More likely, you are interested in the `pandas` `DataFrame`, which is accessible via the `.data` attribute.


In [6]:
t.data.head()

Unnamed: 0,Jahr,Preisbasis (jeweilige Preise / preisbereinigt),Bruttoinlandsprodukt (Veränderung in %)__Prozent,Bruttoinlandsprodukt je Einwohner__jew. ME,Bruttoinlandsprodukt__jew. ME,Bruttowertschöpfung__jew. ME,Gütersteuern abzügl. Gütersubventionen__jew. ME,Gütersteuern__jew. ME,Gütersubventionen__jew. ME
0,2015,in jeweiligen Preisen (Mrd. EUR),3.4,37774.0,3085.65,2751.937,333.713,333.77,0.057
1,2015,"preisbereinigt, Kettenindex (2020=100)",1.7,98.93,97.18,97.41,95.36,95.29,17.96
2,2015,"preisbereinigt, verkettete Volumenang. (Mrd. EUR)",,,3352.341,3018.733,,,
3,2015,"preisbereinigt, unverkettete Volumenang.(Mrd. EUR)",,,3034.516,2700.857,,,
4,2016,in jeweiligen Preisen (Mrd. EUR),3.6,38812.0,3196.11,2853.046,343.064,343.124,0.06


Finally, you can also access the metadata for this table via the `.metadata` attribute.


In [7]:
from pprint import pprint

pprint(t.metadata)

{'Copyright': '© Statistisches Bundesamt (Destatis), 2025',
 'Ident': {'Method': 'table', 'Service': 'metadata'},
 'Object': {'Code': '81000-0001',
            'Content': 'VGR des Bundes - Bruttowertschöpfung, '
                       'Bruttoinlandsprodukt\n'
                       '(nominal/preisbereinigt): Deutschland, Jahre',
            'Structure': {'Columns': [{'Code': 'JAHR',
                                       'Content': 'Jahr',
                                       'Functions': None,
                                       'Selected': '10',
                                       'Structure': None,
                                       'Type': 'Merkmal',
                                       'Updated': 'see parent',
                                       'Values': '10'}],
                          'Head': {'Code': '81000',
                                   'Content': 'Volkswirtschaftliche '
                                              'Gesamtrechnungen des Bundes',
     

## How `pystatis` prepares the data for you


As you can notice from a comparison between the `.raw_data` and `.data` formats, `pystatis` is doing a lot behind the scenes to provide you with a format that is hopefully the most useful for you. You will see and learn that there are a few parameters that you can use to actually change this behavior and adjust the table to your needs.

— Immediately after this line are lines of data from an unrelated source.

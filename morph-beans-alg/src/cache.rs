use crate::grouped_op::{grouped_op, Reducer};

use morph_beans::annotated::AnnotatedMatrix;
use morph_beans::annotations::{GroupedOpKey, GroupedResult};

use log::debug;

/// Result of [`get_grouped_op`]: the group-indexed table, or the same
/// values as a new annotated matrix with one observation per group
#[derive(Debug)]
pub enum GroupedOutput {
    Table(GroupedResult),
    Matrix(AnnotatedMatrix),
}

impl GroupedOutput {
    pub fn into_table(self) -> anyhow::Result<GroupedResult> {
        match self {
            GroupedOutput::Table(t) => Ok(t),
            GroupedOutput::Matrix(m) => {
                let keys: Vec<Box<str>> = m.obs().column_names().to_vec();
                GroupedResult::from_annotated(&m, &keys)
            }
        }
    }

    pub fn into_matrix(self) -> anyhow::Result<AnnotatedMatrix> {
        match self {
            GroupedOutput::Table(t) => t.to_annotated(),
            GroupedOutput::Matrix(m) => Ok(m),
        }
    }
}

#[derive(Debug, Clone, Copy)]
pub struct GroupedOpArgs<'a> {
    /// convert the table into an annotated matrix
    pub as_matrix: bool,
    /// alternate view to summarize instead of `X`
    pub layer: Option<&'a str>,
    /// read from and write to the matrix's cache
    pub store: bool,
    pub progress: bool,
}

impl Default for GroupedOpArgs<'_> {
    fn default() -> Self {
        Self {
            as_matrix: false,
            layer: None,
            store: true,
            progress: false,
        }
    }
}

/// Lookups served from the cache versus computed by the engine
#[derive(Debug, Clone, Copy, Default, PartialEq, Eq)]
pub struct CacheStats {
    pub hits: usize,
    pub computed: usize,
}

/// Grouped summary of `matrix`, memoized in its annotations under
/// `(group_keys, reducer name, layer)`.
///
/// With `store` set, a cached table is returned without running the
/// engine, and a fresh one is cached before returning. Without it,
/// the cache is neither read nor written.
pub fn get_grouped_op<R, S>(
    matrix: &mut AnnotatedMatrix,
    group_keys: &[S],
    reducer: &R,
    args: &GroupedOpArgs,
) -> anyhow::Result<GroupedOutput>
where
    R: Reducer + ?Sized,
    S: AsRef<str>,
{
    let mut stats = CacheStats::default();
    get_grouped_op_counted(matrix, group_keys, reducer, args, &mut stats)
}

/// [`get_grouped_op`] that also counts hits and computations
pub fn get_grouped_op_counted<R, S>(
    matrix: &mut AnnotatedMatrix,
    group_keys: &[S],
    reducer: &R,
    args: &GroupedOpArgs,
    stats: &mut CacheStats,
) -> anyhow::Result<GroupedOutput>
where
    R: Reducer + ?Sized,
    S: AsRef<str>,
{
    let key = GroupedOpKey::new(group_keys, reducer.name(), args.layer);

    let cached = if args.store {
        matrix.uns().cached(&key).cloned()
    } else {
        None
    };

    let table = match cached {
        Some(t) => {
            debug!("grouped `{}` over {:?} from cache", reducer.name(), key.keys);
            stats.hits += 1;
            t
        }
        None => {
            let t = grouped_op(matrix, group_keys, reducer, args.layer, args.progress)?;
            stats.computed += 1;
            if args.store {
                matrix.uns_mut().store_cached(key, t.clone());
            }
            t
        }
    };

    if args.as_matrix {
        Ok(GroupedOutput::Matrix(table.to_annotated()?))
    } else {
        Ok(GroupedOutput::Table(table))
    }
}
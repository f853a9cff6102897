use clap::Parser;
use log::info;
use morph_beans::columnar::IngestOptions;
use morph_beans::read::read;
use morph_beans_alg::distance::aggregate;
use morph_beans_alg::grouped_op::Statistic;

#[derive(Parser, Debug, Clone)]
pub struct AggregateArgs {
    #[arg(
        required = true,
        help = "Input file (`.csv`, `.h5`, `.h5ad`, `.sql` or `.sqlite`)"
    )]
    input: Box<str>,

    #[arg(
        short,
        long = "well-key",
        help = "Well column",
        long_help = "Observation metadata column identifying wells. \n\
		     Inferred from the column names if not given."
    )]
    well_key: Option<Box<str>>,

    #[arg(
        short,
        long = "group-keys",
        value_delimiter = ',',
        help = "Additional grouping columns (comma-separated)"
    )]
    group_keys: Vec<Box<str>>,

    #[arg(
        short,
        long,
        default_value = "median",
        help = "Summary statistic",
        long_help = "Summary statistic: \n\
		     mean, logmean, median, std, var, sem, mad or mad_scaled."
    )]
    method: Statistic,

    #[arg(short, long, required = true, help = "Output `.h5` file")]
    output: Box<str>,

    #[arg(
        short,
        long = "verbose",
        help = "Verbosity.",
        long_help = "Increase output verbosity."
    )]
    verbose: bool,
}

pub fn run_aggregate(args: AggregateArgs) -> anyhow::Result<()> {
    if args.verbose {
        std::env::set_var("RUST_LOG", "info");
    }
    env_logger::init();

    let opts = IngestOptions {
        progress: args.verbose,
        ..Default::default()
    };
    let mut matrix = read(&args.input, &opts)?;
    info!(
        "read {} observations x {} features",
        matrix.n_obs(),
        matrix.n_vars()
    );

    let wells = aggregate(
        &mut matrix,
        args.well_key.as_deref(),
        &args.group_keys,
        args.method,
        args.verbose,
    )?;
    info!("{} aggregated profiles", wells.n_obs());

    wells.write_hdf5(&args.output)?;
    info!("Done");
    Ok(())
}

But first we would like to explain to you how `pystatis` is preparing the data by default so you have a better understanding of the underlying process.


When we look at the header of the raw data, we can notice a few things:

- Many columns always come in a pair of `*_Code` and `*_Label` columns. Both contain the same information, only provided differently.
- There are columns that don't have a direct use as they contain information not needed in the table, like the `Statistik_Code` and `Statistik_Label` columns at the beginning. You already know the statistic from the name of the table and this information is the same for each and every row anyway.
- There is always a time dimension, broken down into three different columns `Zeit_Code`, `Zeit_Label` and `Zeit` (or `time_*` in English).
- The other dimensions are called variables (German "Merkmale") and they always come in groups of four columns: `N_Merkmal_Code`, `N_Merkmal_Label`, `N_Auspraegung_Code`, and `N_Auspraegung_Label` (English: variable code and label and variable value code and label).
- The actual measurements or values are at the end of the table after the variables and each measurement has one column. The name of this column follows the format `<CODE>__<LABEL>__<UNIT>`, e.g. "BWS001**Bruttowertschoepfung**jew.\_ME". "BWS001" is the unique code for this variable, "Bruttowertschoepfung" is the human readable label of the variable, and "jew.\_ME" is the unit the measurement was recorded in.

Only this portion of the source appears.